Collected data entries
——
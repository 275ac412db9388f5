//! Session log entry data structures

use std::path::Path;

use chrono::{DateTime, Utc};
use serde::{Deserialize, Serialize};

use crate::error::CryptError;

/// File operations that are logged
#[derive(Debug, Clone, Copy, PartialEq, Eq, Serialize, Deserialize)]
#[serde(rename_all = "lowercase")]
pub enum Operation {
    Encrypt,
    Decrypt,
}

impl std::fmt::Display for Operation {
    fn fmt(&self, f: &mut std::fmt::Formatter<'_>) -> std::fmt::Result {
        match self {
            Operation::Encrypt => write!(f, "ENCRYPT"),
            Operation::Decrypt => write!(f, "DECRYPT"),
        }
    }
}

/// Result of a logged operation
#[derive(Debug, Clone, Copy, PartialEq, Eq, Serialize, Deserialize)]
#[serde(rename_all = "lowercase")]
pub enum Outcome {
    Success,
    Failure,
}

/// A single session log entry
#[derive(Debug, Clone, Serialize, Deserialize)]
pub struct AuditEntry {
    /// When the operation finished (UTC)
    pub timestamp: DateTime<Utc>,

    pub operation: Operation,

    /// Path of the file that was read
    pub input: String,

    /// Path of the file that was written, on success
    #[serde(skip_serializing_if = "Option::is_none")]
    pub output: Option<String>,

    pub outcome: Outcome,

    /// `CryptError::kind()` of the failure
    #[serde(skip_serializing_if = "Option::is_none")]
    pub error_kind: Option<String>,

    /// Bytes written, on success
    #[serde(skip_serializing_if = "Option::is_none")]
    pub bytes: Option<u64>,
}

impl AuditEntry {
    /// Entry for a completed operation
    pub fn success(
        operation: Operation,
        input: impl AsRef<Path>,
        output: impl AsRef<Path>,
        bytes: u64,
    ) -> Self {
        Self {
            timestamp: Utc::now(),
            operation,
            input: input.as_ref().display().to_string(),
            output: Some(output.as_ref().display().to_string()),
            outcome: Outcome::Success,
            error_kind: None,
            bytes: Some(bytes),
        }
    }

    /// Entry for a failed operation
    pub fn failure(operation: Operation, input: impl AsRef<Path>, error: &CryptError) -> Self {
        Self {
            timestamp: Utc::now(),
            operation,
            input: input.as_ref().display().to_string(),
            output: None,
            outcome: Outcome::Failure,
            error_kind: Some(error.kind().to_string()),
            bytes: None,
        }
    }

    pub fn is_success(&self) -> bool {
        self.outcome == Outcome::Success
    }

    /// Format the entry for human-readable output
    pub fn format_human_readable(&self) -> String {
        let mut output = format!(
            "[{}] {} {}",
            self.timestamp.format("%Y-%m-%d %H:%M:%S UTC"),
            self.operation,
            self.input
        );

        match (&self.output, &self.error_kind) {
            (Some(out), _) => output.push_str(&format!(" -> {}", out)),
            (None, Some(kind)) => output.push_str(&format!(" FAILED ({})", kind)),
            (None, None) => {}
        }

        output
    }
}
//! Interactive fallback when no command is given
//!
//! Asks for an action and a path on the given reader, mirroring the
//! positional `encrypt <path>` / `decrypt <path>` commands.

use std::io::{BufRead, Write};
use std::path::PathBuf;

use crate::error::{CryptError, CryptResult};

/// What the user asked for
#[derive(Debug, Clone, Copy, PartialEq, Eq)]
pub enum Action {
    Encrypt,
    Decrypt,
}

impl Action {
    /// Accepts anything starting with `e` or `d`, case-insensitive
    pub fn parse(answer: &str) -> Option<Self> {
        match answer.trim().chars().next()?.to_ascii_lowercase() {
            'e' => Some(Action::Encrypt),
            'd' => Some(Action::Decrypt),
            _ => None,
        }
    }
}

/// A fully answered interactive prompt
#[derive(Debug, Clone, PartialEq, Eq)]
pub struct InteractiveRequest {
    pub action: Action,
    pub path: PathBuf,
}

/// Prompt for an action and a path
///
/// The path must exist; the action must start with `e` or `d`.
pub fn prompt_request<R: BufRead, W: Write>(
    input: &mut R,
    output: &mut W,
) -> CryptResult<InteractiveRequest> {
    let action = ask(input, output, "Do you want to (e)ncrypt or (d)ecrypt?: ")?;
    let path = ask(input, output, "Enter full path to file: ")?;

    let path = PathBuf::from(path.trim());
    if path.as_os_str().is_empty() || !path.exists() {
        return Err(CryptError::NotFound(path));
    }

    let action = Action::parse(&action)
        .ok_or_else(|| CryptError::Validation("Invalid choice. Use 'e' or 'd'.".into()))?;

    Ok(InteractiveRequest { action, path })
}

fn ask<R: BufRead, W: Write>(input: &mut R, output: &mut W, prompt: &str) -> CryptResult<String> {
    write!(output, "{}", prompt)?;
    output.flush()?;

    let mut answer = String::new();
    input.read_line(&mut answer)?;
    Ok(answer.trim().to_string())
}

#[cfg(test)]
mod tests {
    use super::*;
    use std::io::Cursor;
    use tempfile::TempDir;

    #[test]
    fn test_parse_action() {
        assert_eq!(Action::parse("e"), Some(Action::Encrypt));
        assert_eq!(Action::parse("Encrypt"), Some(Action::Encrypt));
        assert_eq!(Action::parse(" d "), Some(Action::Decrypt));
        assert_eq!(Action::parse("x"), None);
        assert_eq!(Action::parse(""), None);
    }

    #[test]
    fn test_prompt_request() {
        let temp_dir = TempDir::new().unwrap();
        let file = temp_dir.path().join("cat.png");
        std::fs::write(&file, b"x").unwrap();

        let mut input = Cursor::new(format!("e\n{}\n", file.display()));
        let mut output = Vec::new();
        let request = prompt_request(&mut input, &mut output).unwrap();

        assert_eq!(request.action, Action::Encrypt);
        assert_eq!(request.path, file);
        let shown = String::from_utf8(output).unwrap();
        assert!(shown.contains("(e)ncrypt or (d)ecrypt"));
        assert!(shown.contains("Enter full path to file"));
    }

    #[test]
    fn test_prompt_missing_file() {
        let mut input = Cursor::new("d\n/definitely/not/here.enc\n");
        let err = prompt_request(&mut input, &mut Vec::new()).unwrap_err();
        assert!(err.is_not_found());
    }

    #[test]
    fn test_prompt_invalid_choice() {
        let temp_dir = TempDir::new().unwrap();
        let file = temp_dir.path().join("cat.png");
        std::fs::write(&file, b"x").unwrap();

        let mut input = Cursor::new(format!("x\n{}\n", file.display()));
        let err = prompt_request(&mut input, &mut Vec::new()).unwrap_err();
        assert!(matches!(err, CryptError::Validation(_)));
    }
}
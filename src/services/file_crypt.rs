//! File encryption service
//!
//! `photo.jpg` encrypts to `photo.jpg.enc`. Decryption requires the `.enc`
//! suffix and writes `photo.decrypted.<ext>`, where `<ext>` comes from the
//! image format guessed from the recovered bytes, falling back to the extension
//! that preceded `.enc`, then to `bin`.

use std::ffi::OsString;
use std::path::{Path, PathBuf};

use image::ImageFormat;

use crate::audit::{AuditEntry, AuditLogger, Operation};
use crate::crypto::{self, Key};
use crate::error::{CryptError, CryptResult};
use crate::sniff;
use crate::storage::{read_bytes, write_bytes_atomic};

/// Suffix appended to encrypted files
pub const ENCRYPTED_SUFFIX: &str = ".enc";

/// Everything a file operation needs, built once by the caller
#[derive(Debug)]
pub struct CryptContext {
    key: Key,
    logger: Option<AuditLogger>,
    require_image: bool,
}

impl CryptContext {
    /// Context with no session log that only accepts images
    pub fn new(key: Key) -> Self {
        Self {
            key,
            logger: None,
            require_image: true,
        }
    }

    /// Record every operation to `logger`
    pub fn with_logger(mut self, logger: AuditLogger) -> Self {
        self.logger = Some(logger);
        self
    }

    /// Whether encryption should refuse inputs that aren't images
    pub fn require_image(mut self, require: bool) -> Self {
        self.require_image = require;
        self
    }

    pub fn key(&self) -> &Key {
        &self.key
    }

    pub fn logger(&self) -> Option<&AuditLogger> {
        self.logger.as_ref()
    }
}

/// Outcome of a successful file operation
#[derive(Debug, Clone, PartialEq, Eq)]
pub struct FileReport {
    pub input: PathBuf,
    pub output: PathBuf,
    /// Bytes written to `output`
    pub bytes: u64,
    /// Image format of the plaintext, when recognised
    pub format: Option<ImageFormat>,
}

/// Path of the envelope written for `path`
pub fn encrypted_path(path: &Path) -> PathBuf {
    let mut name: OsString = path.as_os_str().to_os_string();
    name.push(ENCRYPTED_SUFFIX);
    PathBuf::from(name)
}

/// Path of the plaintext written when decrypting `path`
///
/// Fails with a validation error unless `path` ends in `.enc`.
pub fn decrypted_path(path: &Path, format: Option<ImageFormat>) -> CryptResult<PathBuf> {
    let file_name = path
        .file_name()
        .and_then(|n| n.to_str())
        .ok_or_else(|| CryptError::Validation(format!("Invalid file name: {}", path.display())))?;

    let inner = file_name.strip_suffix(ENCRYPTED_SUFFIX).ok_or_else(|| {
        CryptError::Validation(format!("File must end with {}: {}", ENCRYPTED_SUFFIX, path.display()))
    })?;

    let inner = Path::new(inner);
    let stem = inner
        .file_stem()
        .and_then(|s| s.to_str())
        .unwrap_or("output");
    let ext = format
        .map(sniff::extension)
        .or_else(|| inner.extension().and_then(|e| e.to_str()))
        .unwrap_or("bin");

    Ok(path.with_file_name(format!("{}.decrypted.{}", stem, ext)))
}

/// Service for encrypting and decrypting files
pub struct FileCryptService<'a> {
    ctx: &'a CryptContext,
}

impl<'a> FileCryptService<'a> {
    /// Create a new file service
    pub fn new(ctx: &'a CryptContext) -> Self {
        Self { ctx }
    }

    /// Encrypt `path` into `<path>.enc`
    pub fn encrypt_file(&self, path: &Path) -> CryptResult<FileReport> {
        let result = self.encrypt_inner(path);
        self.record(Operation::Encrypt, path, &result)?;
        result
    }

    /// Decrypt `<name>.enc` into `<stem>.decrypted.<ext>`
    pub fn decrypt_file(&self, path: &Path) -> CryptResult<FileReport> {
        let result = self.decrypt_inner(path);
        self.record(Operation::Decrypt, path, &result)?;
        result
    }

    fn encrypt_inner(&self, path: &Path) -> CryptResult<FileReport> {
        let raw = read_bytes(path)?;

        let format = if self.ctx.require_image {
            let format = sniff::verify(&raw).map_err(|e| {
                CryptError::Validation(format!(
                    "Not a valid image file {}: {}",
                    path.display(),
                    e
                ))
            })?;
            Some(format)
        } else {
            sniff::guess(&raw)
        };

        let envelope = crypto::encrypt(&raw, self.ctx.key())?;
        let output = encrypted_path(path);
        write_bytes_atomic(&output, &envelope)?;

        Ok(FileReport {
            input: path.to_path_buf(),
            output,
            bytes: envelope.len() as u64,
            format,
        })
    }

    fn decrypt_inner(&self, path: &Path) -> CryptResult<FileReport> {
        // Validate the name before reading anything
        decrypted_path(path, None)?;

        let envelope = read_bytes(path)?;
        let raw = crypto::decrypt(&envelope, self.ctx.key())?;

        let format = sniff::guess(&raw);
        let output = decrypted_path(path, format)?;
        write_bytes_atomic(&output, &raw)?;

        Ok(FileReport {
            input: path.to_path_buf(),
            output,
            bytes: raw.len() as u64,
            format,
        })
    }

    /// Append a session log entry; a logging failure only surfaces when the
    /// operation itself succeeded
    fn record(
        &self,
        operation: Operation,
        path: &Path,
        result: &CryptResult<FileReport>,
    ) -> CryptResult<()> {
        let Some(logger) = self.ctx.logger() else {
            return Ok(());
        };

        match result {
            Ok(report) => logger.log(&AuditEntry::success(
                operation,
                path,
                &report.output,
                report.bytes,
            )),
            Err(err) => {
                let _ = logger.log(&AuditEntry::failure(operation, path, err));
                Ok(())
            }
        }
    }
}
//! PKCS#7 padding
//!
//! Padding is always added: an input that is already block-aligned gains a
//! full block of `0x10` bytes, so the pad length is in `1..=BLOCK_SIZE`.

use super::BLOCK_SIZE;
use crate::error::{CryptError, CryptResult};

/// Length of `pad(data)` for an input of `len` bytes
pub fn padded_len(len: usize) -> usize {
    len + (BLOCK_SIZE - len % BLOCK_SIZE)
}

/// Append PKCS#7 padding
pub fn pad(data: &[u8]) -> Vec<u8> {
    let pad_len = BLOCK_SIZE - data.len() % BLOCK_SIZE;
    let mut padded = Vec::with_capacity(data.len() + pad_len);
    padded.extend_from_slice(data);
    padded.resize(data.len() + pad_len, pad_len as u8);
    padded
}

/// Strip and validate PKCS#7 padding
///
/// The last byte `n` must lie in `1..=BLOCK_SIZE` and the trailing `n` bytes
/// must all equal `n`. Anything else is reported as
/// [`CryptError::InvalidPadding`], which after decryption almost always means
/// a wrong key or a damaged file.
pub fn unpad(padded: &[u8]) -> CryptResult<&[u8]> {
    let Some(&last) = padded.last() else {
        return Err(CryptError::EnvelopeTooShort { len: 0 });
    };

    let n = last as usize;
    if n == 0 || n > BLOCK_SIZE || n > padded.len() {
        return Err(CryptError::InvalidPadding);
    }

    let (data, tail) = padded.split_at(padded.len() - n);
    if tail.iter().any(|&b| b != last) {
        return Err(CryptError::InvalidPadding);
    }

    Ok(data)
}

#[cfg(test)]
mod tests {
    use super::*;

    #[test]
    fn test_pad_hello_world() {
        let padded = pad(b"hello world");
        assert_eq!(padded.len(), 16);
        assert_eq!(&padded[..11], b"hello world");
        assert_eq!(&padded[11..], &[5u8; 5]);
    }

    #[test]
    fn test_pad_aligned_input_gets_full_block() {
        let data = [0xAAu8; 32];
        let padded = pad(&data);
        assert_eq!(padded.len(), 48);
        assert_eq!(&padded[32..], &[16u8; 16]);
    }

    #[test]
    fn test_pad_empty() {
        assert_eq!(pad(b""), vec![16u8; 16]);
    }

    #[test]
    fn test_pad_lengths() {
        for len in 0..=64 {
            let data = vec![1u8; len];
            let padded = pad(&data);
            assert_eq!(padded.len() % BLOCK_SIZE, 0, "len {}", len);
            assert!(padded.len() > len, "len {}", len);
            assert_eq!(padded.len(), padded_len(len));
            assert_eq!(unpad(&padded).unwrap(), data.as_slice());
        }
    }

    #[test]
    fn test_unpad_empty_is_too_short() {
        assert!(matches!(
            unpad(b""),
            Err(CryptError::EnvelopeTooShort { len: 0 })
        ));
    }

    #[test]
    fn test_unpad_rejects_zero() {
        let mut block = [3u8; 16];
        block[15] = 0;
        assert!(matches!(unpad(&block), Err(CryptError::InvalidPadding)));
    }

    #[test]
    fn test_unpad_rejects_oversized_count() {
        let block = [17u8; 16];
        assert!(matches!(unpad(&block), Err(CryptError::InvalidPadding)));

        let block = [0xFFu8; 32];
        assert!(matches!(unpad(&block), Err(CryptError::InvalidPadding)));
    }

    #[test]
    fn test_unpad_rejects_inconsistent_run() {
        let mut block = pad(b"hello world");
        block[12] = 4;
        assert!(matches!(unpad(&block), Err(CryptError::InvalidPadding)));
    }

    #[test]
    fn test_unpad_count_longer_than_input() {
        // A short buffer claiming more padding than it holds
        let buf = [4u8, 4, 4];
        assert!(matches!(unpad(&buf), Err(CryptError::InvalidPadding)));
    }
}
——
Exercise goal
Where a line above holds the string "Deserialize", copy that line.

Answer below
use serde::{Deserialize, Serialize};
#[derive(Debug, Clone, Copy, PartialEq, Eq, Serialize, Deserialize)]
#[derive(Debug, Clone, Copy, PartialEq, Eq, Serialize, Deserialize)]
#[derive(Debug, Clone, Serialize, Deserialize)]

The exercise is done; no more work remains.